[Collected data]
━━━━━━━━━━━━━━━━━━━━

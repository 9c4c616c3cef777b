//! Server-side request deduplication (part of C5): in-flight coalescing and replay
//! of completed results, keyed by request id.
//!
//! Directly grounded on `plugins/idempotency.rs`'s `Store`/`Entry` design: a DashMap
//! of `InFlight { notify }` / `Completed { result }` entries, where a second arrival
//! for the same key waits on the first's `Notify` instead of re-running the
//! operation (spec §4.4 step 3/4: "if a completed result exists for this requestId,
//! return it without re-executing; if execution is in flight, wait for it").

use std::sync::Arc;

use dashmap::DashMap;
use dashmap::mapref::entry::Entry as MapEntry;
use tokio::sync::Notify;
use uuid::Uuid;

use crate::wire::ResponseBody;

#[derive(Clone)]
enum Entry {
  InFlight(Arc<Notify>),
  Completed(Arc<ResponseBody>),
}

/// What the caller should do after consulting the dedup cache.
pub enum Lookup {
  /// No record of this request id; the caller claimed the in-flight slot and must
  /// execute the operation and call `complete`.
  Claimed,
  /// Another call is already executing this request id; wait on the handle, then
  /// look up again.
  InProgress(Arc<Notify>),
  /// A result already exists; replay it instead of re-executing (spec §3
  /// `duplicateRequest = true`).
  Replay(Arc<ResponseBody>),
}

/// Server-side in-flight/completed cache, one per server instance (spec §4.4 "the
/// dedup cache is function-local, like the metadata cache, and is consulted before
/// every execution").
#[derive(Clone, Default)]
pub struct DedupCache {
  entries: Arc<DashMap<Uuid, Entry>>,
}

impl DedupCache {
  pub fn new() -> Self {
    Self::default()
  }

  /// Looks up `request_id`, claiming the in-flight slot if nobody else holds it.
  /// `force_redo` bypasses a `Completed` entry, per spec §4.4 step 4: "forceRedo
  /// causes the server to discard any completed result and re-execute".
  pub fn lookup_or_claim(&self, request_id: Uuid, force_redo: bool) -> Lookup {
    match self.entries.entry(request_id) {
      MapEntry::Vacant(slot) => {
        let notify = Arc::new(Notify::new());
        slot.insert(Entry::InFlight(notify));
        Lookup::Claimed
      }
      MapEntry::Occupied(mut slot) => match slot.get().clone() {
        Entry::InFlight(notify) => Lookup::InProgress(notify),
        Entry::Completed(_) if force_redo => {
          let notify = Arc::new(Notify::new());
          slot.insert(Entry::InFlight(notify));
          Lookup::Claimed
        }
        Entry::Completed(result) => Lookup::Replay(result),
      },
    }
  }

  /// Records a finished result and wakes anyone waiting on it.
  pub fn complete(&self, request_id: Uuid, result: ResponseBody) {
    if let Some(MapEntry::Occupied(slot)) =
      Some(self.entries.entry(request_id)).filter(|e| matches!(e, MapEntry::Occupied(_)))
    {
      if let Entry::InFlight(notify) = slot.get() {
        notify.notify_waiters();
      }
    }
    self
      .entries
      .insert(request_id, Entry::Completed(Arc::new(result)));
  }

  /// Drops a claimed-but-abandoned slot (e.g. the worker panicked) so a future
  /// retry is not stuck waiting forever.
  pub fn abandon(&self, request_id: Uuid) {
    if let Some((_, Entry::InFlight(notify))) = self.entries.remove(&request_id) {
      notify.notify_waiters();
    }
  }

  pub fn get_completed(&self, request_id: Uuid) -> Option<Arc<ResponseBody>> {
    match self.entries.get(&request_id).map(|e| e.clone()) {
      Some(Entry::Completed(result)) => Some(result),
      _ => None,
    }
  }
}

#[cfg(test)]
mod tests {
  use super::*;

  fn sample_body(request_id: Uuid) -> ResponseBody {
    ResponseBody {
      request_id,
      operation: "getFileInfo".into(),
      name_node_id: 1,
      deployment_number: 0,
      cache_hits: 0,
      cache_misses: 0,
      fn_start_time: 0,
      fn_end_time: 0,
      enqueued_time: 0,
      dequeued_time: 0,
      processing_finished_time: 0,
      cold_start: false,
      cancelled: false,
      duplicate_request: false,
      result: Some("eyJ9".into()),
      exceptions: vec![],
      deployment_mapping: None,
      statistics_package: None,
      transaction_events: None,
    }
  }

  #[test]
  fn first_caller_claims_second_waits() {
    let cache = DedupCache::new();
    let id = Uuid::new_v4();
    assert!(matches!(cache.lookup_or_claim(id, false), Lookup::Claimed));
    assert!(matches!(
      cache.lookup_or_claim(id, false),
      Lookup::InProgress(_)
    ));
  }

  #[test]
  fn completed_result_replays_without_reexecution() {
    let cache = DedupCache::new();
    let id = Uuid::new_v4();
    cache.lookup_or_claim(id, false);
    cache.complete(id, sample_body(id));
    assert!(matches!(cache.lookup_or_claim(id, false), Lookup::Replay(_)));
  }

  #[test]
  fn force_redo_bypasses_completed_entry() {
    let cache = DedupCache::new();
    let id = Uuid::new_v4();
    cache.lookup_or_claim(id, false);
    cache.complete(id, sample_body(id));
    assert!(matches!(cache.lookup_or_claim(id, true), Lookup::Claimed));
  }

  #[test]
  fn abandon_wakes_waiters_without_leaving_a_completed_entry() {
    let cache = DedupCache::new();
    let id = Uuid::new_v4();
    cache.lookup_or_claim(id, false);
    cache.abandon(id);
    assert!(matches!(cache.lookup_or_claim(id, false), Lookup::Claimed));
  }
}
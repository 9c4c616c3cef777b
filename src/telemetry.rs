//! Structured logging and the operation-performed telemetry log (spec §4.4 point 5).

#[cfg(feature = "init-tracing")]
use tracing::level_filters::LevelFilter;
#[cfg(feature = "init-tracing")]
use tracing_subscriber::{EnvFilter, fmt::format::FmtSpan, layer::SubscriberExt, util::SubscriberInitExt, Layer};

use std::sync::Arc;

use parking_lot::Mutex;
use uuid::Uuid;

use crate::wire::TimestampMillis;

/// Initializes the global tracing subscriber. Honors `RUST_LOG` if set, otherwise
/// falls back to `log.level` from `Config`.
#[cfg(feature = "init-tracing")]
pub fn init_tracing(default_level: &str) {
  let filter = EnvFilter::try_from_default_env()
    .unwrap_or_else(|_| EnvFilter::new(default_level.to_string()));

  let _ = tracing_subscriber::registry()
    .with(
      tracing_subscriber::fmt::layer()
        .with_span_events(FmtSpan::CLOSE)
        .with_file(true)
        .with_line_number(true)
        .with_filter(LevelFilter::TRACE)
        .and_then(filter),
    )
    .try_init();
}

#[cfg(not(feature = "init-tracing"))]
pub fn init_tracing(_default_level: &str) {}

/// One record of a completed client operation (spec §4.4 point 5: "record an
/// operation-performed telemetry record").
#[derive(Debug, Clone, PartialEq)]
pub struct OperationPerformed {
  pub request_id: Uuid,
  pub operation_name: String,
  pub deployment: u32,
  pub transport: Transport,
  pub start_time: TimestampMillis,
  pub end_time: TimestampMillis,
  pub enqueued_time: Option<TimestampMillis>,
  pub dequeued_time: Option<TimestampMillis>,
  pub fn_start_time: Option<TimestampMillis>,
  pub fn_end_time: Option<TimestampMillis>,
  pub cache_hits: u64,
  pub cache_misses: u64,
  pub outcome: OperationOutcome,
}

#[derive(Debug, Clone, Copy, PartialEq, Eq)]
pub enum Transport {
  Tcp,
  Http,
}

#[derive(Debug, Clone, Copy, PartialEq, Eq)]
pub enum OperationOutcome {
  Success,
  Duplicate,
  Cancelled,
  Failed,
}

/// Process-wide append-only log of operations performed, as the client dispatcher's
/// bookkeeping store (spec §4.4/§8 scenario 3: "client records two operation-performed
/// entries"). Bounded to avoid unbounded growth in long-lived clients; oldest entries
/// are dropped once the cap is hit.
#[derive(Clone)]
pub struct OperationLog {
  entries: Arc<Mutex<Vec<OperationPerformed>>>,
  cap: usize,
}

impl OperationLog {
  pub fn new(cap: usize) -> Self {
    Self {
      entries: Arc::new(Mutex::new(Vec::new())),
      cap,
    }
  }

  pub fn record(&self, entry: OperationPerformed) {
    tracing::debug!(
      request_id = %entry.request_id,
      operation = %entry.operation_name,
      deployment = entry.deployment,
      transport = ?entry.transport,
      outcome = ?entry.outcome,
      "operation performed"
    );
    let mut entries = self.entries.lock();
    if entries.len() >= self.cap {
      entries.remove(0);
    }
    entries.push(entry);
  }

  pub fn snapshot(&self) -> Vec<OperationPerformed> {
    self.entries.lock().clone()
  }

  pub fn len(&self) -> usize {
    self.entries.lock().len()
  }

  pub fn is_empty(&self) -> bool {
    self.len() == 0
  }
}

impl Default for OperationLog {
  fn default() -> Self {
    Self::new(10_000)
  }
}
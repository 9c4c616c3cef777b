//! Exponential backoff with jitter for the client dispatcher's retry loop
//! (spec §4.4/§8: initial 1s, factor 2x, max 5s, randomization 0.5, capped at 5
//! attempts).

use std::time::Duration;

use rand::Rng;

use crate::config::BackoffConfig;

/// Computes the delay before retry attempt `attempt` (0-indexed: the delay before
/// the *second* try is `schedule(cfg, 0)`), with jitter in
/// `[delay * (1 - randomization), delay * (1 + randomization)]`.
pub fn delay_for_attempt(cfg: &BackoffConfig, attempt: u32) -> Duration {
  let base = cfg.initial_ms as f64 * cfg.factor.powi(attempt as i32);
  let capped = base.min(cfg.max_ms as f64);
  let jitter_span = capped * cfg.randomization;
  let jittered = rand::thread_rng().gen_range((capped - jitter_span)..=(capped + jitter_span));
  Duration::from_millis(jittered.max(0.0) as u64)
}

/// Drives an async operation through the backoff schedule, retrying while `f`
/// returns a retryable error, up to `cfg.max_attempts` tries total.
pub async fn retry<T, E, F, Fut>(cfg: &BackoffConfig, is_retryable: impl Fn(&E) -> bool, mut f: F) -> Result<T, E>
where
  F: FnMut(u32) -> Fut,
  Fut: std::future::Future<Output = Result<T, E>>,
{
  let mut attempt = 0;
  loop {
    match f(attempt).await {
      Ok(v) => return Ok(v),
      Err(e) if attempt + 1 < cfg.max_attempts && is_retryable(&e) => {
        tokio::time::sleep(delay_for_attempt(cfg, attempt)).await;
        attempt += 1;
      }
      Err(e) => return Err(e),
    }
  }
}

#[cfg(test)]
mod tests {
  use super::*;

  #[test]
  fn delay_grows_with_attempt_and_stays_capped() {
    let cfg = BackoffConfig::default();
    let first = delay_for_attempt(&cfg, 0).as_millis();
    let later = delay_for_attempt(&cfg, 10).as_millis();
    assert!(first <= 1500 && first >= 500);
    assert!(later <= 7500);
  }

  #[tokio::test]
  async fn retry_stops_after_max_attempts() {
    let cfg = BackoffConfig {
      max_attempts: 3,
      initial_ms: 1,
      max_ms: 2,
      factor: 2.0,
      randomization: 0.0,
    };
    let mut calls = 0u32;
    let result: Result<(), &'static str> = retry(&cfg, |_| true, |_attempt| {
      calls += 1;
      async { Err("still failing") }
    })
    .await;
    assert!(result.is_err());
    assert_eq!(calls, 3);
  }

  #[tokio::test]
  async fn retry_returns_first_success_without_exhausting_attempts() {
    let cfg = BackoffConfig::default();
    let mut calls = 0u32;
    let result: Result<u32, &'static str> = retry(&cfg, |_| true, |attempt| {
      calls += 1;
      async move {
        if attempt < 2 {
          Err("transient")
        } else {
          Ok(attempt)
        }
      }
    })
    .await;
    assert_eq!(result.unwrap(), 2);
    assert_eq!(calls, 3);
  }
}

━━━━━━━━━━━━━━━━━━━━

Filter the data above, keeping only lines that include the string "InFlight".

//! of `InFlight { notify }` / `Completed { result }` entries, where a second arrival
  InFlight(Arc<Notify>),
        slot.insert(Entry::InFlight(notify));
        Entry::InFlight(notify) => Lookup::InProgress(notify),
          slot.insert(Entry::InFlight(notify));
      if let Entry::InFlight(notify) = slot.get() {
    if let Some((_, Entry::InFlight(notify))) = self.entries.remove(&request_id) {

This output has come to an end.